非专利文献3：日本染色体基因检查学会,“染色体基因检查的品质保证指南第2版”(Guidelines for Quality Assurance of Chromosomal and Genetic TestingSecond Edition)，日本染色体基因检查Vol.32No.1 2014，pp60-89

发明内容

[发明所要解决的问题]

所述非专利文献3所公开的染色体的解析法除了包含前处理操作而其顺序烦杂以外，还利用显微镜进行目测观察，因而评价需要专业性。因此，通常委托外部进行解析评价。此时，到获得解析结果需要几周至几个月。

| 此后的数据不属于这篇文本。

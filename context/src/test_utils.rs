use crate::{Context, Device, DeviceClass, ExternalBinding, SvmFlags};
use std::{
    ptr::NonNull,
    sync::{Arc, Mutex},
};

#[derive(Clone, Copy, PartialEq, Eq, Debug)]
pub enum Event {
    Bind(ExternalBinding, bool),
    Unbind(ExternalBinding, bool),
    HostAlloc(usize, usize, bool),
    HostFree(usize),
    SvmAlloc(usize, usize),
    SvmFree(usize),
}

/// 按脚本响应的设备，记录上下文对它的每次调用。
///
/// 返回的地址只用于比较，不可解引用。
pub struct MockDevice {
    class: DeviceClass,
    svm: bool,
    svm_addr: Option<usize>,
    custom_host_alloc: bool,
    max_queues: usize,
    parent: Option<Arc<dyn Device>>,
    bind_ok: bool,
    events: Mutex<Vec<Event>>,
}

const HOST_ADDR: usize = 0x50_0000;

impl MockDevice {
    fn new(class: DeviceClass) -> Self {
        Self {
            class,
            svm: false,
            svm_addr: None,
            custom_host_alloc: false,
            max_queues: 0,
            parent: None,
            bind_ok: true,
            events: Default::default(),
        }
    }

    pub fn gpu() -> Self {
        Self::new(DeviceClass::Gpu)
    }

    pub fn cpu() -> Self {
        Self::new(DeviceClass::Cpu)
    }

    pub fn other() -> Self {
        Self::new(DeviceClass::Other)
    }

    /// 支持共享虚拟内存，但分配总是失败。
    pub fn svm(self) -> Self {
        Self { svm: true, ..self }
    }

    /// 支持共享虚拟内存，分配总是返回 `addr`。
    pub fn svm_at(self, addr: usize) -> Self {
        Self {
            svm: true,
            svm_addr: Some(addr),
            ..self
        }
    }

    pub fn custom_host_alloc(self) -> Self {
        Self {
            custom_host_alloc: true,
            ..self
        }
    }

    pub fn max_queues(self, max_queues: usize) -> Self {
        Self { max_queues, ..self }
    }

    pub fn child_of(self, parent: Arc<dyn Device>) -> Self {
        Self {
            parent: Some(parent),
            ..self
        }
    }

    pub fn bind_fails(self) -> Self {
        Self {
            bind_ok: false,
            ..self
        }
    }

    pub fn arc(self) -> Arc<Self> {
        Arc::new(self)
    }

    pub fn events(&self) -> Vec<Event> {
        self.events.lock().unwrap().clone()
    }

    fn record(&self, event: Event) {
        self.events.lock().unwrap().push(event)
    }
}

#[inline]
pub fn dyn_(dev: &Arc<MockDevice>) -> Arc<dyn Device> {
    dev.clone()
}

impl Device for MockDevice {
    fn class(&self) -> DeviceClass {
        self.class
    }

    fn is_custom_host_allocator(&self) -> bool {
        self.custom_host_alloc
    }

    fn supports_unified_memory(&self) -> bool {
        self.svm
    }

    fn parent(&self) -> Option<&Arc<dyn Device>> {
        self.parent.as_ref()
    }

    fn bind_external_device(&self, binding: &ExternalBinding, validate_only: bool) -> bool {
        self.record(Event::Bind(*binding, validate_only));
        self.bind_ok
    }

    fn unbind_external_device(&self, binding: &ExternalBinding, validate_only: bool) {
        self.record(Event::Unbind(*binding, validate_only))
    }

    fn host_alloc(&self, size: usize, alignment: usize, atomics: bool) -> Option<NonNull<u8>> {
        self.record(Event::HostAlloc(size, alignment, atomics));
        NonNull::new(HOST_ADDR as _)
    }

    unsafe fn host_free(&self, ptr: NonNull<u8>) {
        self.record(Event::HostFree(ptr.as_ptr() as _))
    }

    fn svm_alloc(
        &self,
        _context: &Context,
        size: usize,
        alignment: usize,
        _flags: SvmFlags,
    ) -> Option<NonNull<u8>> {
        self.record(Event::SvmAlloc(size, alignment));
        NonNull::new(self.svm_addr? as _)
    }

    unsafe fn svm_free(&self, ptr: NonNull<u8>) {
        self.record(Event::SvmFree(ptr.as_ptr() as _))
    }

    fn max_on_device_queues(&self) -> usize {
        self.max_queues
    }
}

而且，所述解析法中，均必须对细胞进行侵袭性处理，因而在进行染色体的解析后，无法将供所述评价的细胞用于其他目的，例如无法作为再生医疗用的细胞源。

本发明的目的在于提供一种细胞的基因组异常评价方法，无需评价的专业性，简便且迅速并且为非侵袭性的。

[解决问题的技术手段]

本发明者等人进行了努力研究，结果发现，可基于培养上清液中的特定的指标物质的存在量来评价细胞的基因组异常，以至完成本发明。

本发明包含以下发明。

(1)一种基因组异常评价方法，将在培养基中经培养的多能干细胞或由多能干细胞进行分化诱导而得的细胞作为被检验细胞，评价所述被检验细胞是否有基因组异常，且所述方法包括下述步骤：

测定被检验细胞的培养上清液中的指标物质的存在量；以及

基于所述指标物质的存在量来评价所述被检验细胞是否有基因组异常，

所述指标物质为选自由脱氧胞苷(deoxycytidine)、犬尿氨酸(kynurenine)、腐胺(putrescine)、丙氨酸(alanine)、半胱氨酸(cysteine)、胱硫醚(cystathionine)及苏糖酸(threonic acid)所组成的组群中的至少一个，

基于所述至少一个指标物质的存在量来进行所述被检验细胞是否有基因组异常的评价。

(2)根据所述(1)所记载的基因组异常评价方法，还包括下述步骤：

测定对照细胞的培养上清液中的指标物质的存在量，所述对照细胞已知具有正常型染色体，

针对所述至少一个指标物质，将所述被检验细胞的培养上清液中的所述指标物质的存在量、与所述对照细胞的培养上清液中的所述指标物质的存在量进行比较，由此进行所述被检验细胞是否有基因组异常的评价。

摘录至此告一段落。